The ancient Roman cemetery just 89 minutes from London is like stepping into another world
Nestled behind rows of chocolate cottages in a sleepy village lies one of England’s best-kept secrets.
A historic Roman-era site steeped in history is the perfect place to explore on a family day trip just 89 minutes from the capital.
The Bartlow Hills, also known as the Pyramids of Essex, are tall, conical mounds hidden in a cluster of trees and are spectacular visual remains of Roman cemeteries.
Burial mounds are also known as burial mounds, burial mounds or kurgans and are found across much of the world, CambridgeshireLive reports.

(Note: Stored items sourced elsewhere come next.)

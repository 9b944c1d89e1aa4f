//! Strongly typed identifiers for schedules and tasks.
//!
//! Both are UUID v4 values rendered in canonical hyphenated form. They are
//! stored as TEXT so rows stay readable from the sqlite shell.

use rusqlite::types::{FromSql, FromSqlError, FromSqlResult, ToSql, ToSqlOutput, ValueRef};
use serde::{Deserialize, Serialize};
use std::fmt;
use std::str::FromStr;
use uuid::Uuid;

macro_rules! uuid_id {
    ($(#[$meta:meta])* $name:ident) => {
        $(#[$meta])*
        #[derive(Debug, Clone, Copy, PartialEq, Eq, Hash, Serialize, Deserialize)]
        #[serde(transparent)]
        pub struct $name(Uuid);

        impl $name {
            /// Generates a fresh random identifier.
            pub fn new() -> Self {
                Self(Uuid::new_v4())
            }
        }

        impl Default for $name {
            fn default() -> Self {
                Self::new()
            }
        }

        impl From<Uuid> for $name {
            fn from(value: Uuid) -> Self {
                Self(value)
            }
        }

        impl FromStr for $name {
            type Err = uuid::Error;

            fn from_str(s: &str) -> Result<Self, Self::Err> {
                Uuid::parse_str(s).map(Self)
            }
        }

        impl fmt::Display for $name {
            fn fmt(&self, f: &mut fmt::Formatter<'_>) -> fmt::Result {
                self.0.hyphenated().fmt(f)
            }
        }

        impl ToSql for $name {
            fn to_sql(&self) -> rusqlite::Result<ToSqlOutput<'_>> {
                Ok(ToSqlOutput::from(self.to_string()))
            }
        }

        impl FromSql for $name {
            fn column_result(value: ValueRef<'_>) -> FromSqlResult<Self> {
                value
                    .as_str()?
                    .parse()
                    .map_err(|err| FromSqlError::Other(Box::new(err)))
            }
        }
    };
}

uuid_id!(
    /// Identifier of a schedule, generated by the store on creation.
    ScheduleId
);

uuid_id!(
    /// Identifier of a task, generated by the store on creation.
    TaskId
);

#[cfg(test)]
mod tests {
    use super::*;

    #[test]
    fn ids_render_as_hyphenated_uuid() {
        let id = ScheduleId::new();
        let text = id.to_string();
        assert_eq!(text.len(), 36);
        assert_eq!(text.parse::<ScheduleId>().unwrap(), id);
    }

    #[test]
    fn ids_serialize_as_plain_strings() {
        let id = TaskId::new();
        let json = serde_json::to_value(id).unwrap();
        assert_eq!(json, serde_json::Value::String(id.to_string()));
    }

    #[test]
    fn garbage_is_rejected() {
        assert!("later".parse::<TaskId>().is_err());
    }

    #[test]
    fn generated_ids_differ() {
        assert_ne!(TaskId::new(), TaskId::new());
    }
}
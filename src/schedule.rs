use crate::ids::{ScheduleId, TaskId};
use crate::task::{Task, TaskType, TaskUpsert};
use chrono::{DateTime, Utc};
use serde::{Deserialize, Serialize};

/// A schedule together with its full task list in insertion order.
#[derive(Debug, Clone, PartialEq, Serialize, Deserialize)]
pub struct Schedule {
    pub id: ScheduleId,
    pub account_id: u32,
    /// `None` while the schedule is unassigned.
    pub agent_id: Option<u32>,
    pub start_time: DateTime<Utc>,
    /// `None` until the schedule has finished execution.
    pub end_time: Option<DateTime<Utc>>,
    pub tasks: Vec<Task>,
}

impl Schedule {
    pub fn summary(&self) -> ScheduleSummary {
        ScheduleSummary {
            id: self.id,
            account_id: self.account_id,
            agent_id: self.agent_id,
            start_time: self.start_time,
            end_time: self.end_time,
        }
    }

    pub fn find_task(&self, task: TaskId) -> Option<&Task> {
        self.tasks.iter().find(|candidate| candidate.id == task)
    }
}

/// The schedule row without its tasks. This is what a task carries as its
/// parent link.
#[derive(Debug, Clone, PartialEq, Serialize, Deserialize)]
pub struct ScheduleSummary {
    pub id: ScheduleId,
    pub account_id: u32,
    pub agent_id: Option<u32>,
    pub start_time: DateTime<Utc>,
    pub end_time: Option<DateTime<Utc>>,
}

impl ScheduleSummary {
    pub fn with_tasks(self, tasks: Vec<Task>) -> Schedule {
        Schedule {
            id: self.id,
            account_id: self.account_id,
            agent_id: self.agent_id,
            start_time: self.start_time,
            end_time: self.end_time,
            tasks,
        }
    }
}

/// Task entry of a [`NewSchedule`]. Its account always comes from the schedule.
#[derive(Debug, Clone, PartialEq, Serialize, Deserialize)]
pub struct NewScheduleTask {
    #[serde(rename = "type")]
    pub task_type: TaskType,
}

impl NewScheduleTask {
    pub fn new(task_type: TaskType) -> Self {
        Self { task_type }
    }
}

#[derive(Debug, Clone, PartialEq, Serialize, Deserialize)]
pub struct NewSchedule {
    pub account_id: u32,
    #[serde(default)]
    pub agent_id: Option<u32>,
    pub start_time: DateTime<Utc>,
    #[serde(default)]
    pub end_time: Option<DateTime<Utc>>,
    pub tasks: Vec<NewScheduleTask>,
}

impl NewSchedule {
    pub fn new(account_id: u32, start_time: DateTime<Utc>, tasks: Vec<NewScheduleTask>) -> Self {
        Self {
            account_id,
            agent_id: None,
            start_time,
            end_time: None,
            tasks,
        }
    }
}

/// Partial update of a schedule. Omitted fields keep their stored value.
#[derive(Debug, Clone, Default, PartialEq, Serialize, Deserialize)]
pub struct ScheduleUpdate {
    #[serde(default, skip_serializing_if = "Option::is_none")]
    pub account_id: Option<u32>,
    #[serde(default, skip_serializing_if = "Option::is_none")]
    pub agent_id: Option<u32>,
    #[serde(default, skip_serializing_if = "Option::is_none")]
    pub start_time: Option<DateTime<Utc>>,
    #[serde(default, skip_serializing_if = "Option::is_none")]
    pub end_time: Option<DateTime<Utc>>,
    #[serde(default, skip_serializing_if = "Option::is_none")]
    pub tasks: Option<Vec<TaskUpsert>>,
}

impl ScheduleUpdate {
    pub(crate) fn apply_to(&self, current: &ScheduleSummary) -> ScheduleSummary {
        ScheduleSummary {
            id: current.id,
            account_id: self.account_id.unwrap_or(current.account_id),
            agent_id: self.agent_id.or(current.agent_id),
            start_time: self.start_time.unwrap_or(current.start_time),
            end_time: self.end_time.or(current.end_time),
        }
    }
}

/// Predicate for schedule listings. All present fields must match.
#[derive(Debug, Clone, Default, PartialEq, Serialize, Deserialize)]
pub struct ScheduleFilter {
    #[serde(default)]
    pub account_id: Option<u32>,
    #[serde(default)]
    pub agent_id: Option<u32>,
    /// Inclusive lower bound on `start_time`.
    #[serde(default)]
    pub starts_after: Option<DateTime<Utc>>,
    /// Exclusive upper bound on `start_time`.
    #[serde(default)]
    pub starts_before: Option<DateTime<Utc>>,
}

impl ScheduleFilter {
    pub fn for_account(account_id: u32) -> Self {
        Self {
            account_id: Some(account_id),
            ..Self::default()
        }
    }
}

The Bartlow Hills are believed to date from the first and second centuries AD and have been described as one of Britain’s best-preserved Roman burial mounds and the largest Roman burial mounds still in Western Europe.
But despite the prestige among connoisseurs, they are not really easy to find.
The small village of Bartlow is about 12 miles south-east of Cambridgeshire, given the historic significance of the sites you can expect signs pointing the way to the cemeteries. But no such leadership appears in the region.
It’s not as if the extraordinary Roman mounds are unknown to the locals – far from it, as the local village pub, The Three Hills, is named after him.
On a narrow track you could easily miss this spot, but descend along towering rows of trees and you will soon be transported to another world.
You should see the mounds take shape beyond the trees, then see them in all their glory.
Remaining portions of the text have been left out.